Henri Bergson: un saint laïc?
On croit avoir un vieux fond de culture, on a entendu parler dans ses jeunes années d’Henri Bergson. Le philosophe de la durée, de l’intuition et l’analyste du rire. Puis le temps a fait son œuvre d’effacement. Il m’a fallu attendre la superbe et déchirante biographie, par Michel Laval (Il est cinq heures, le cours est terminé, le 13 janvier aux éditions Les Belles Lettres), de cette personnalité exceptionnelle pour savoir qui elle était vraiment, pour connaître la profondeur de sa pensée et ses extrêmes qualités morales et humaines.

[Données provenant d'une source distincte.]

//! services/api/src/web/ws_handler.rs
//!
//! This is the main entry point and control loop for a WebSocket connection.
//! Client messages drive the playback cursor; viewer and playback updates are
//! pushed back from the broadcast channel by a forwarding task.

use crate::web::{
    protocol::{ClientMessage, ServerMessage},
    state::AppState,
};
use axum::{
    extract::{
        ws::{Message, WebSocket},
        State, WebSocketUpgrade,
    },
    response::Response,
};
use futures::{
    stream::{SplitSink, StreamExt},
    SinkExt,
};
use quran_viewer_core::controller::ViewerController;
use quran_viewer_core::playback::PlaybackSignal;
use std::sync::Arc;
use tokio::sync::{broadcast, Mutex};
use tokio_util::sync::CancellationToken;
use tracing::{error, info, warn};

type SharedSender = Arc<Mutex<SplitSink<WebSocket, Message>>>;

/// The handler for upgrading HTTP requests to WebSocket connections.
pub async fn ws_handler(
    ws: WebSocketUpgrade,
    State(app_state): State<Arc<AppState>>,
) -> Response {
    ws.on_upgrade(move |socket| handle_socket(socket, app_state))
}

async fn handle_socket(socket: WebSocket, app_state: Arc<AppState>) {
    info!("New WebSocket connection established.");

    // The sender is wrapped in an Arc<Mutex<>> to allow for shared mutable access across tasks.
    let (sender, mut receiver) = socket.split();
    let ws_sender: SharedSender = Arc::new(Mutex::new(sender));

    // --- 1. Initial Sync ---
    let events = app_state.events.subscribe();
    let viewer = &app_state.viewer;
    let hello = ServerMessage::Playback {
        signal: viewer.inspect_playback(|cursor| cursor.current_load()),
        snapshot: viewer.playback(),
    };
    if !send_message(&ws_sender, &hello).await {
        error!("Failed to send initial playback state.");
        return;
    }
    app_state.socket_opened();

    let token = CancellationToken::new();
    let forward_task = tokio::spawn(forward_events(events, ws_sender.clone(), token.clone()));

    // --- 2. Main Message Loop ---
    loop {
        if let Some(Ok(msg)) = receiver.next().await {
            match msg {
                Message::Text(text) => {
                    handle_text_message(text.as_str(), &app_state, &ws_sender).await;
                }
                Message::Close(_) => {
                    info!("Client sent close message.");
                    break;
                }
                _ => {}
            }
        } else {
            info!("Client disconnected.");
            break;
        }
    }

    // --- 3. Cleanup ---
    token.cancel();
    app_state.socket_closed();
    if let Err(e) = forward_task.await {
        warn!("Event forwarding task ended abnormally: {}", e);
    }
    info!("WebSocket connection closed.");
}

async fn handle_text_message(text: &str, app_state: &Arc<AppState>, ws_sender: &SharedSender) {
    match serde_json::from_str::<ClientMessage>(text) {
        Ok(message) => {
            apply_client_message(&app_state.viewer, message);
        }
        Err(e) => {
            warn!("Failed to deserialize client message: {}", e);
            let reply = ServerMessage::Error {
                message: format!("Unrecognized message: {}", e),
            };
            send_message(ws_sender, &reply).await;
        }
    }
}

/// Applies a transport command or media report to the playback cursor.
/// Resulting updates reach every socket through the playback listener.
pub fn apply_client_message(
    viewer: &ViewerController,
    message: ClientMessage,
) -> Option<PlaybackSignal> {
    viewer.drive_playback(|cursor| match message {
        ClientMessage::TogglePlayback => {
            cursor.toggle_playback();
            None
        }
        ClientMessage::SkipNext => cursor.skip_next(),
        ClientMessage::SkipPrevious => cursor.skip_previous(),
        ClientMessage::Replay => cursor.replay(),
        ClientMessage::Seek { percent } => cursor.seek(percent),
        ClientMessage::SetVolume { volume } => {
            cursor.set_volume(volume);
            None
        }
        ClientMessage::ToggleMute => {
            cursor.toggle_mute();
            None
        }
        ClientMessage::AudioReady { load_id, duration } => {
            cursor.on_ready(load_id, duration);
            None
        }
        ClientMessage::AudioProgress {
            load_id,
            position,
            duration,
        } => {
            cursor.on_progress(load_id, position, duration);
            None
        }
        ClientMessage::AudioEnded { load_id } => cursor.on_track_ended(load_id),
        ClientMessage::AudioError { load_id, message } => {
            cursor.on_load_failed(load_id, &message);
            None
        }
    })
}

/// Pushes broadcast updates to one socket until cancelled or the socket fails.
async fn forward_events(
    mut events: broadcast::Receiver<ServerMessage>,
    ws_sender: SharedSender,
    token: CancellationToken,
) {
    loop {
        tokio::select! {
            _ = token.cancelled() => return,
            received = events.recv() => match received {
                Ok(message) => {
                    if !send_message(&ws_sender, &message).await {
                        warn!("Failed to push update to client.");
                        return;
                    }
                }
                Err(broadcast::error::RecvError::Lagged(skipped)) => {
                    warn!("Socket lagged behind, {} updates dropped.", skipped);
                }
                Err(broadcast::error::RecvError::Closed) => return,
            },
        }
    }
}

/// Serializes and sends one message. Returns `false` when the socket is gone.
async fn send_message(ws_sender: &SharedSender, message: &ServerMessage) -> bool {
    match serde_json::to_string(message) {
        Ok(json) => ws_sender
            .lock()
            .await
            .send(Message::Text(json.into()))
            .await
            .is_ok(),
        Err(e) => {
            error!("Failed to serialize server message: {}", e);
            true
        }
    }
}
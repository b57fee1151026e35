//! crates/quran_viewer_core/src/storage.rs
//!
//! In-process `KeyValueStore`, used by tests and when no data directory is configured.

use std::collections::HashMap;
use std::sync::Mutex;

use crate::lock;
use crate::ports::{KeyValueStore, PortResult};

#[derive(Debug, Default)]
pub struct MemoryStore {
    entries: Mutex<HashMap<String, String>>,
}

impl MemoryStore {
    pub fn new() -> Self {
        Self::default()
    }
}

impl KeyValueStore for MemoryStore {
    fn get(&self, key: &str) -> PortResult<Option<String>> {
        Ok(lock(&self.entries).get(key).cloned())
    }

    fn set(&self, key: &str, value: &str) -> PortResult<()> {
        lock(&self.entries).insert(key.to_string(), value.to_string());
        Ok(())
    }

    fn remove(&self, key: &str) -> PortResult<()> {
        lock(&self.entries).remove(key);
        Ok(())
    }
}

Pour que Henri Bergson renaisse en moi et pour tous ceux que ce livre passionnera, bouleversera. Superbe existence, en effet, que l’auteur qualifie « d’itinéraire », qui a conduit le jeune Bergson pourvu de tous les dons jusqu’aux cimes du savoir, de la gloire académique et littéraire.
Abandonné dans une pension israélite à Paris par ses parents, Henri Bergson (né en 1859 et mort à Paris en 1941) est passé par l’École normale supérieure, a obtenu l’agrégation de philosophie, est devenu un professeur prestigieux au Collège de France, a été admis à l’Académie française et a vu consacrés ses talents littéraires et la perfection limpide et si française de son style par le prix Nobel de littérature.
Il est cinq heures, le cours est terminé…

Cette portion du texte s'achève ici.